Elle avait eu l'air vide, et j'ai d'autant plus détesté ce salaud de briser son cœur. Elle m'avait avouée ce qu'il s'était passé en sortant des cours après avoir croisé Chris au portail. Je savais qu'elle n'avait pas envie de rentrer chez elle et d'affronter ses parents qui voulaient comprendre ce qu'elle avait. Ma mère avait accepté qu'elle reste ce soir là dès qu'elle avait vu son état.

On s'était installé dans ma chambre, elle m'avait parlé à nouveau de ce qu'il s'était passé, et quad je l'ai pris dans mes bras pour la rassurer, elle a fondu en larmes. Elle s'accrochait à mon tee-shirt et me serrait en se traitant d'idiote, en insultant Chris et s'injuriant encore plus elle-même. Je la serrais du plus fort que je pouvais, et je me sentais coupable d’espérer qu'elle remarque que j'étais là pour elle.

Et elle m'a embrassé et j'ai implosé. Tous mes sentiments pour elle faisaient battre mon cœur si fort que j'avais l'impression qu'il allait jaillir hors de mon corps. C'était salé, elle pleurait si fort que ça m'en faisait mal. Je savais que j'aurai du arrêter. Je savais que je profitais juste de sa faiblesse en continuant de l'embrasser, que je devrais m'arrêter et la rassurer.

Mais elle me rendait faible, j'avais enfin un peu d'attention, alors désespérément, j'ai continué à l'embrasser. J'ai embrassé ses paupières pour chasser des larmes qui ne cessaient de se renouveler. Je suis allé en une nuit plus loin que je n'avais jamais été avec elle, et même si je n'avais jamais été avec elle, et même si je n'avais pas son cœur, peut-être qu'elle m'avait enfin remarqué, au moins peu. Ou même si elle ne l'avait pas fait, elle avait pu voir que j'étais là pour elle.

C'était déjà ça.


Le lendemain, elle s'était excusée, elle pensait m'avoir obligé, que ça ne m'avait pas plu. Je la rassurais en riant intérieurement, elle ne se rendrait donc jamais compte de l'effet qu'elle me faisait ? Des sentiments que j'avais pour elle ? Que pour moi il n'y avait toujours eu qu'elle ?
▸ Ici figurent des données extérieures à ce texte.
//! Database models for the company settings record.
//!
//! The embedded sub-records (addresses, theme, tax, email) are stored as JSON
//! text columns; (de)serialization happens at this boundary and nowhere else.

use chrono::NaiveDateTime;
use diesel::prelude::*;
use serde::de::DeserializeOwned;
use serde::Serialize;

use orgbase_core::errors::{DatabaseError, Error, Result};
use orgbase_core::settings::{CompanySettings, CompanySettingsPatch};

use crate::errors::StorageError;

/// Database row for the single company settings record.
#[derive(Queryable, Identifiable, Insertable, Selectable, Debug, Clone)]
#[diesel(table_name = crate::schema::company_settings)]
#[diesel(check_for_backend(diesel::sqlite::Sqlite))]
pub struct CompanySettingsDB {
    pub id: String,
    pub company_name: String,
    pub addresses: String,
    pub default_language: Option<String>,
    pub theme: String,
    pub tax: String,
    pub email: String,
    pub logo: Option<String>,
    pub updated_at: NaiveDateTime,
}

/// Field-presence changeset for the settings row.
///
/// `None` fields are skipped by the update; `logo` is doubly optional so a
/// patch can set the column to NULL.
#[derive(AsChangeset, Debug, Clone)]
#[diesel(table_name = crate::schema::company_settings)]
pub struct CompanySettingsChangesetDB {
    pub company_name: Option<String>,
    pub addresses: Option<String>,
    pub default_language: Option<String>,
    pub theme: Option<String>,
    pub tax: Option<String>,
    pub email: Option<String>,
    pub logo: Option<Option<String>>,
    pub updated_at: NaiveDateTime,
}

fn to_json<T: Serialize>(value: &T) -> Result<String> {
    serde_json::to_string(value)
        .map_err(|e| StorageError::SerializationError(e.to_string()).into())
}

fn from_json<T: DeserializeOwned>(column: &str, raw: &str) -> Result<T> {
    serde_json::from_str(raw).map_err(|e| {
        Error::Database(DatabaseError::Internal(format!(
            "corrupt {} column: {}",
            column, e
        )))
    })
}

impl CompanySettingsDB {
    pub fn try_from_domain(settings: &CompanySettings) -> Result<Self> {
        Ok(Self {
            id: settings.id.clone(),
            company_name: settings.company_name.clone(),
            addresses: to_json(&settings.addresses)?,
            default_language: settings.default_language.clone(),
            theme: to_json(&settings.theme)?,
            tax: to_json(&settings.tax)?,
            email: to_json(&settings.email)?,
            logo: settings.logo.clone(),
            updated_at: settings.updated_at.naive_utc(),
        })
    }
}

impl TryFrom<CompanySettingsDB> for CompanySettings {
    type Error = Error;

    fn try_from(db: CompanySettingsDB) -> Result<Self> {
        Ok(Self {
            addresses: from_json("addresses", &db.addresses)?,
            theme: from_json("theme", &db.theme)?,
            tax: from_json("tax", &db.tax)?,
            email: from_json("email", &db.email)?,
            id: db.id,
            company_name: db.company_name,
            default_language: db.default_language,
            logo: db.logo,
            updated_at: db.updated_at.and_utc(),
        })
    }
}

impl CompanySettingsChangesetDB {
    pub fn try_from_domain(patch: CompanySettingsPatch) -> Result<Self> {
        Ok(Self {
            company_name: patch.company_name,
            addresses: patch.addresses.as_ref().map(to_json).transpose()?,
            default_language: patch.default_language,
            theme: patch.theme.as_ref().map(to_json).transpose()?,
            tax: patch.tax.as_ref().map(to_json).transpose()?,
            email: patch.email.as_ref().map(to_json).transpose()?,
            logo: patch.logo,
            updated_at: patch.updated_at.naive_utc(),
        })
    }
}
use axum::{
    http::StatusCode,
    response::{IntoResponse, Response},
    Json,
};
use serde::Serialize;
use thiserror::Error;

use orgbase_core::errors::{DatabaseError, Error as CoreError};

#[derive(Error, Debug)]
pub enum ApiError {
    #[error("{0}")]
    Core(#[from] CoreError),
    #[error("{0}")]
    NotFound(String),
    #[error("{0}")]
    BadRequest(String),
    #[error("{0}")]
    Forbidden(String),
    #[error("{0}")]
    Internal(String),
    // Surface the underlying error message to help debugging
    #[error("{0}")]
    Anyhow(#[from] anyhow::Error),
}

#[derive(Serialize)]
struct ErrorBody {
    code: u16,
    message: String,
}

impl IntoResponse for ApiError {
    fn into_response(self) -> Response {
        let (status, msg) = match &self {
            ApiError::Core(e) => match e {
                CoreError::Validation(v) => (StatusCode::BAD_REQUEST, v.to_string()),
                CoreError::Database(DatabaseError::NotFound(reason)) => {
                    (StatusCode::NOT_FOUND, reason.clone())
                }
                _ => (StatusCode::INTERNAL_SERVER_ERROR, e.to_string()),
            },
            ApiError::NotFound(reason) => (StatusCode::NOT_FOUND, reason.clone()),
            ApiError::BadRequest(reason) => (StatusCode::BAD_REQUEST, reason.clone()),
            ApiError::Forbidden(reason) => (StatusCode::FORBIDDEN, reason.clone()),
            ApiError::Internal(reason) => (StatusCode::INTERNAL_SERVER_ERROR, reason.clone()),
            ApiError::Anyhow(_) => (StatusCode::INTERNAL_SERVER_ERROR, self.to_string()),
        };
        let body = Json(ErrorBody {
            code: status.as_u16(),
            message: msg,
        });
        (status, body).into_response()
    }
}

pub type ApiResult<T> = Result<T, ApiError>;
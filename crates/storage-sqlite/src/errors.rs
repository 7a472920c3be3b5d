//! Storage-specific error types for SQLite operations.
//!
//! This module provides error types that wrap Diesel-specific errors and
//! convert them to the database-agnostic types defined in `orgbase_core`.

use diesel::result::Error as DieselError;
use thiserror::Error;

use orgbase_core::errors::{DatabaseError, Error};

/// Storage-specific errors that wrap Diesel and r2d2 types.
///
/// These errors are internal to the storage layer and are converted to
/// `orgbase_core::Error` before being returned to callers.
#[derive(Error, Debug)]
pub enum StorageError {
    #[error("Database connection failed: {0}")]
    ConnectionFailed(#[from] diesel::ConnectionError),

    #[error("Connection pool error: {0}")]
    PoolError(#[from] r2d2::Error),

    #[error("Query execution failed: {0}")]
    QueryFailed(#[from] DieselError),

    #[error("Migration failed: {0}")]
    MigrationFailed(String),

    #[error("Serialization error: {0}")]
    SerializationError(String),

    #[error("Core error: {0}")]
    CoreError(String),
}

/// Convert core Error to StorageError (for the write actor's transaction
/// wrapper).
impl From<Error> for StorageError {
    fn from(err: Error) -> Self {
        StorageError::CoreError(err.to_string())
    }
}

impl From<StorageError> for Error {
    fn from(err: StorageError) -> Self {
        match err {
            StorageError::ConnectionFailed(e) => {
                Error::Database(DatabaseError::ConnectionFailed(e.to_string()))
            }
            StorageError::PoolError(e) => {
                Error::Database(DatabaseError::PoolCreationFailed(e.to_string()))
            }
            StorageError::QueryFailed(DieselError::NotFound) => {
                Error::Database(DatabaseError::NotFound("Record not found".to_string()))
            }
            StorageError::QueryFailed(DieselError::DatabaseError(
                diesel::result::DatabaseErrorKind::UniqueViolation,
                info,
            )) => Error::Database(DatabaseError::UniqueViolation(info.message().to_string())),
            StorageError::QueryFailed(e) => {
                Error::Database(DatabaseError::QueryFailed(e.to_string()))
            }
            StorageError::MigrationFailed(e) => Error::Database(DatabaseError::MigrationFailed(e)),
            StorageError::SerializationError(e) => Error::Database(DatabaseError::Internal(e)),
            StorageError::CoreError(e) => Error::Database(DatabaseError::Internal(e)),
        }
    }
}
Je l'avais rassuré encore une fois en l'embrassant, et pendant qu'elle mettait lascivement ses mains autour de mon cou, j'avais pu comprendre que ça la rassurait. Je n'avais pas l'impression que ça allait mieux mais ça l'aidait quand même.

Je savais qu'elle ne quitterait pas Chris, que je l'aidais tenir le coup. Elle se doutait que Chris voyait toujours Mr Reed, mais elle l'aimait trop. Parfois, elle se plaignait de tous ces films romantiques où l'amour était simple et jamais douloureux, et j’acquiesçais tristement quand elle disait que c'était un mensonge et que ça faisait juste mal. Quand elle les croisait, elle pleurait un peu et je l'embrassais, voir plus.

Elle avait cessé de voir Chris midi et on mangeait rien que tout les deux dans une salle vide, on parlait de tout sauf de Chris, elle m'embrassait parfois. Mais j'aimais ça, j'avais l'impression qu'on était ensemble.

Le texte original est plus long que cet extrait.